本节简单介绍了PG执行查询语句中优化器部分(Optimizer)的相关函数和数据结构总体说明。查询优化包括查询逻辑优化和查询物理优化,查询逻辑优化是指使用关系代数中的等价规则,通过选择下推、投影下推、连接交换等方法对SQL语句进行优化;查询物理优化是指通过CBO对各种物理访问数据的方法进行评估,得出最优的执行计划。
一、总体说明
下面是PG源码目录(/src/backend/optimizer)中的README文件对优化器相关函数和数据结构的总体说明:
Optimizer Functions
-------------------
The primary entry point is planner().
planner()//优化器主入口函数
set up for recursive handling of subqueries//为子查询配置处理器(递归方式)
-subquery_planner()//调用(子)查询优化函数
pull up sublinks and subqueries from rangetable, if possible//可以的话,上拉子链接和子查询
canonicalize qual//表达式规范化
Attempt to simplify WHERE clause to the most useful form; this includes
flattening nested AND/ORs and detecting clauses that are duplicated in
different branches of an OR.//简化WHERE语句
simplify constant expressions//简化常量表达式
process sublinks//处理子链接
convert Vars of outer query levels into Params//转换外查询的Vars变量到Params中
--grouping_planner()//
preprocess target list for non-SELECT queries//预处理非SELECT语句的投影列
handle UNION/INTERSECT/EXCEPT, GROUP BY, HAVING, aggregates,//处理集合操作/聚集函数/排序等
ORDER BY, DISTINCT, LIMIT
--query_planner()//
make list of base relations used in query//构造查询中的基表链表
split up the qual into restrictions (a=1) and joins (b=c)//拆分表达式为限制条件和连接
find qual clauses that enable merge and hash joins//查找可以让Merge和Hash连接生效的表达式
----make_one_rel()//
set_base_rel_pathlists()//设置基表路径链表
find seqscan and all index paths for each base relation//遍历每个基表,寻找顺序扫描和所有可能的索引扫描路径
find selectivity of columns used in joins//查找连接中使用的列的选择性
make_rel_from_joinlist()//通过join链表构造Relation
hand off join subproblems to a plugin, GEQO, or standard_join_search()//
-----standard_join_search()//标准的连接搜索函数
call join_search_one_level() for each level of join tree needed//每一个join tree调用join_search_one_level
join_search_one_level():
For each joinrel of the prior level, do make_rels_by_clause_joins()//对于上一层的每一个joinrel,执行make_rels_by_clause_joins
if it has join clauses, or make_rels_by_clauseless_joins() if not.

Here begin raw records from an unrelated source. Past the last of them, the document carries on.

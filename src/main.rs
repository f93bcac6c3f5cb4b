use anyhow::Result;
use clap::{Parser, Subcommand};
use futures::future::join_all;
use mq_verify::metrics::stats::Stats;
use mq_verify::output::OutputWriter;
use mq_verify::roles::publisher::{run_publisher, PublisherConfig, SequenceErrorSimulation};
use mq_verify::roles::subscriber::{run_subscriber, SubscriberConfig};
use mq_verify::transport::config::{parse_connect_kv, parse_engine};
use mq_verify::transport::Engine;
use std::sync::Arc;

#[derive(Parser)]
#[command(name = "mq-verify")]
#[command(about = "Message delivery verification harness")]
struct Cli {
    /// Log level
    #[arg(long, default_value = "info")]
    log_level: String,

    /// Snapshot interval in seconds for periodic stats output
    #[arg(long, default_value = "1")]
    snapshot_interval: u64,

    #[command(subcommand)]
    command: Commands,
}

#[derive(Subcommand)]
enum Commands {
    /// Publisher role: stamp and send sequence-numbered messages
    Pub {
        /// Messaging engine (nats|mqtt|mock)
        #[arg(long, default_value = "nats")]
        engine: String,

        /// Engine connect options as KEY=VALUE (repeatable)
        #[arg(long, value_parser = clap::builder::NonEmptyStringValueParser::new())]
        connect: Vec<String>,

        /// Topic prefix
        #[arg(long, default_value = "verify/topic")]
        topic_prefix: String,

        /// Number of topics; one publisher per topic so each topic sees a
        /// single monotonic stream
        #[arg(long, default_value = "1")]
        topics: u32,

        /// Payload size in bytes
        #[arg(long, default_value = "1024")]
        payload: u32,

        /// Rate per publisher (msg/s). If omitted or <= 0, runs at max speed
        #[arg(long, alias = "qps", allow_hyphen_values = true)]
        rate: Option<i32>,

        /// Messages per topic. When set, messages carry the advisory maximum
        /// sequence number and publishing stops after the count
        #[arg(long)]
        messages: Option<u64>,

        /// Duration in seconds (0 = no limit)
        #[arg(long, default_value = "60")]
        duration: u32,

        /// Delivery faults to simulate, comma separated
        /// (loss,out-of-order,duplicate)
        #[arg(long)]
        simulate: Option<String>,

        /// Fraction of messages corrupted when --simulate is set
        #[arg(long, default_value = "0.1")]
        simulate_ratio: f64,

        /// RNG seed for reproducible fault patterns
        #[arg(long)]
        seed: Option<u64>,

        /// Optional CSV output file path (stdout if omitted)
        #[arg(long)]
        csv: Option<String>,

        /// Enable connection retry with exponential backoff
        #[arg(long, default_value = "false")]
        enable_retry: bool,

        /// Maximum number of connection retry attempts
        #[arg(long, default_value = "3")]
        retry_count: u32,

        /// Initial delay between retries in milliseconds
        #[arg(long, default_value = "1000")]
        retry_delay: u64,
    },
    /// Subscriber role: receive, verify sequencing, report error counters
    Sub {
        /// Messaging engine (nats|mqtt|mock)
        #[arg(long, default_value = "nats")]
        engine: String,

        /// Engine connect options as KEY=VALUE (repeatable)
        #[arg(long, value_parser = clap::builder::NonEmptyStringValueParser::new())]
        connect: Vec<String>,

        /// Key expression to subscribe to
        #[arg(long, default_value = "verify/**")]
        expr: String,

        /// Number of subscribers
        #[arg(long, default_value = "1")]
        subscribers: u32,

        /// Duration in seconds (0 = run until ctrl+c or target)
        #[arg(long, default_value = "0")]
        duration: u32,

        /// Stop once every topic confirms its advisory maximum sequence
        #[arg(long, default_value = "false")]
        stop_at_target: bool,

        /// Optional CSV output file path (stdout if omitted)
        #[arg(long)]
        csv: Option<String>,

        /// Enable connection retry with exponential backoff
        #[arg(long, default_value = "false")]
        enable_retry: bool,

        /// Maximum number of connection retry attempts
        #[arg(long, default_value = "3")]
        retry_count: u32,

        /// Initial delay between retries in milliseconds
        #[arg(long, default_value = "1000")]
        retry_delay: u64,
    },
}

/// Shared stats plus a background task writing aggregate snapshots.
struct Aggregate {
    stats: Arc<Stats>,
    stop_tx: flume::Sender<()>,
    handle: tokio::task::JoinHandle<()>,
}

impl Aggregate {
    async fn start(csv: Option<String>, interval_secs: u64) -> Result<Self> {
        let stats = Arc::new(Stats::new());
        let mut out = match csv {
            Some(path) => OutputWriter::new_csv(path).await?,
            None => OutputWriter::new_stdout(),
        };
        let (stop_tx, stop_rx) = flume::bounded::<()>(1);
        let stats_clone = stats.clone();
        let handle = tokio::spawn(async move {
            let mut t = tokio::time::interval(std::time::Duration::from_secs(interval_secs));
            loop {
                tokio::select! {
                    _ = t.tick() => {
                        let snap = stats_clone.snapshot().await;
                        let _ = out.write_snapshot(&snap).await;
                    }
                    _ = stop_rx.recv_async() => {
                        // One last row so the sink carries the final totals.
                        let snap = stats_clone.snapshot().await;
                        let _ = out.write_snapshot(&snap).await;
                        break;
                    }
                }
            }
        });
        Ok(Self {
            stats,
            stop_tx,
            handle,
        })
    }

    async fn finish(self) {
        let _ = self.stop_tx.send(());
        let _ = self.handle.await;
    }
}

fn parse_simulation(
    simulate: Option<String>,
    ratio: f64,
    seed: Option<u64>,
) -> SequenceErrorSimulation {
    let mut sim = SequenceErrorSimulation {
        ratio,
        seed,
        ..Default::default()
    };
    if let Some(list) = simulate {
        for kind in list.split(',') {
            match kind.trim().to_ascii_lowercase().as_str() {
                "loss" => sim.loss = true,
                "out-of-order" | "out_of_order" => sim.out_of_order = true,
                "duplicate" | "dup" => sim.duplicate = true,
                "" => {}
                other => {
                    eprintln!("ignoring unknown simulation kind: {other}");
                }
            }
        }
    }
    sim
}

#[tokio::main]
async fn main() -> Result<()> {
    let cli = Cli::parse();

    mq_verify::logging::init(&cli.log_level)?;

    let snapshot_interval_secs = cli.snapshot_interval;

    match cli.command {
        Commands::Pub {
            engine,
            connect,
            topic_prefix,
            topics,
            payload,
            rate,
            messages,
            duration,
            simulate,
            simulate_ratio,
            seed,
            csv,
            enable_retry,
            retry_count,
            retry_delay,
        } => {
            let engine = parse_engine(&engine).unwrap_or(Engine::Nats);
            let mut conn = parse_connect_kv(&connect);
            conn.retry_enabled = enable_retry;
            conn.retry_count = retry_count;
            conn.retry_delay_ms = retry_delay;
            conn.retry_max_delay_ms = 30000;

            let simulation = parse_simulation(simulate, simulate_ratio, seed);
            let aggregate = Aggregate::start(csv, snapshot_interval_secs).await?;

            let mut handles = Vec::new();
            for i in 0..topics.max(1) {
                let key_expr = if topics > 1 {
                    format!("{}/{}", topic_prefix, i)
                } else {
                    topic_prefix.clone()
                };
                let cfg = PublisherConfig {
                    engine: engine.clone(),
                    connect: conn.clone(),
                    key_expr,
                    payload_size: payload as usize,
                    rate: match rate {
                        Some(v) if v > 0 => Some(v as f64),
                        _ => None,
                    },
                    message_count: messages,
                    duration_secs: if duration > 0 {
                        Some(duration as u64)
                    } else {
                        None
                    },
                    output_file: None,
                    snapshot_interval_secs,
                    shared_stats: Some(aggregate.stats.clone()),
                    disable_internal_snapshot: true,
                    simulation: simulation.clone(),
                };
                handles.push(tokio::spawn(async move {
                    let _ = run_publisher(cfg).await;
                }));
            }
            let _ = join_all(handles).await;
            aggregate.finish().await;
            Ok(())
        }
        Commands::Sub {
            engine,
            connect,
            expr,
            subscribers,
            duration,
            stop_at_target,
            csv,
            enable_retry,
            retry_count,
            retry_delay,
        } => {
            let engine = parse_engine(&engine).unwrap_or(Engine::Nats);
            let mut conn = parse_connect_kv(&connect);
            conn.retry_enabled = enable_retry;
            conn.retry_count = retry_count;
            conn.retry_delay_ms = retry_delay;
            conn.retry_max_delay_ms = 30000;

            let aggregate = Aggregate::start(csv, snapshot_interval_secs).await?;

            let mut handles = Vec::new();
            for _ in 0..subscribers.max(1) {
                let cfg = SubscriberConfig {
                    engine: engine.clone(),
                    connect: conn.clone(),
                    key_expr: expr.clone(),
                    duration_secs: if duration > 0 {
                        Some(duration as u64)
                    } else {
                        None
                    },
                    stop_at_target,
                    output_file: None,
                    snapshot_interval_secs,
                    shared_stats: Some(aggregate.stats.clone()),
                    disable_internal_snapshot: true,
                };
                handles.push(tokio::spawn(async move {
                    let _ = run_subscriber(cfg).await;
                }));
            }
            let _ = join_all(handles).await;
            aggregate.finish().await;
            Ok(())
        }
    }
}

Also generate "bushy plan" joins between joinrels of lower levels.
Back at standard_join_search(), generate gather paths if needed for//回到standard_join_search函数,需要的话,收集相关的路径并应用set_cheapest函数获取代价最小的路径
each newly constructed joinrel, then apply set_cheapest() to extract
the cheapest path for it.
Loop back if this was not the top join level.//如果不是最顶层连接,循环
Back at grouping_planner://回到grouping_planner函数
do grouping (GROUP BY) and aggregation//处理分组和聚集
do window functions//处理窗口函数
make unique (DISTINCT)//处理唯一性
do sorting (ORDER BY)//处理排序
do limit (LIMIT/OFFSET)//处理Limit
Back at planner()://回到planner函数
convert finished Path tree into a Plan tree//转换最终的路径树到计划树
do final cleanup after planning//收尾工作
Optimizer Data Structures
-------------------------
PlannerGlobal - global information for a single planner invocation//全局优化信息
PlannerInfo - information for planning a particular Query (we make//某个Planner的优化信息
a separate PlannerInfo node for each sub-Query)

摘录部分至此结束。